She reaches for an envelope on the table near her. In it, there's a black-and-white photo that her aunt recently sent her, showing Gladys when she was a baby. The resemblance to her egg-donor daughter is uncanny: the same fair skin, the same high forehead, the same wide-set eyes.

Still, when she gave birth to twins through Cesarean section two months early, she wasn't prepared for the family and friends who soon gushed about how her new babies looked just like her.

"A part of you wants it really to be yours.

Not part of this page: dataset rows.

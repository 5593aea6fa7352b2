//! Wiring from configuration to a ready-to-use [`Gate`].

use std::sync::Arc;

use crate::auth::{self, CredentialStore, TokenService};
use crate::binstore;
use crate::config::RegistryConfig;
use crate::error::Result;
use crate::gate::Gate;
use crate::manager::StoreManager;
use crate::metastore;

pub struct Registry {
    pub tokens: Arc<TokenService>,
    pub auth: Arc<dyn CredentialStore>,
    pub store: Arc<StoreManager>,
    pub gate: Arc<Gate>,
}

impl Registry {
    /// Opens every backend named in `config`. The config is expected to have
    /// been validated already.
    pub fn open(config: &RegistryConfig) -> Result<Self> {
        let tokens = Arc::new(TokenService::new(
            config.signing_key.as_bytes().to_vec(),
            config.token_ttl(),
        ));

        let auth = open_credentials(config, Arc::clone(&tokens))?;
        let bin = binstore::resolver().resolve(&config.binstore_path)?;
        let meta = metastore::resolver().resolve(&config.metastore_path)?;
        let store = Arc::new(StoreManager::new(bin, meta));

        let gate = Arc::new(Gate::new(
            Arc::clone(&auth),
            Arc::clone(&store),
            Arc::clone(&tokens),
        ));

        Ok(Self {
            tokens,
            auth,
            store,
            gate,
        })
    }
}

/// Opens only the credential backend, for commands that manage users.
pub fn open_credentials(
    config: &RegistryConfig,
    tokens: Arc<TokenService>,
) -> Result<Arc<dyn CredentialStore>> {
    auth::resolver(tokens).resolve(&config.auth_path)
}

It's a hard thing to give up your genetics," she says, lowering her voice and looking to the side. "Once in a while you wince and go, 'Oh, they won't have my grandmother's eyes, my dad's brother's sense of humor, my aunt's musical talent.'

"Who knows?" she adds. "They may have musical talent."

As far back as she can remember, she wanted to be a mother and, when she married at 24, she was certain that parenthood was imminent. There were those yearly visits to the doctors who always told her that she had plenty of time to have a baby, that if she just relaxed from her stressful work as an executive assistant at a law firm, nature would take its course. At first, she believed that time was on her side. She had only to look to her family background for assurance; one grandmother gave birth to her last child at 39, another to hers at 46. Hoping that the same fate awaited her, she quit a couple of high-pressured jobs. She charted her body temperature for so many years, she could wallpaper a room with the sheets. When, on vacation in Cozumel, a local told her she had come to the isle of fertility, she and her husband returned there nearly a dozen times. No luck.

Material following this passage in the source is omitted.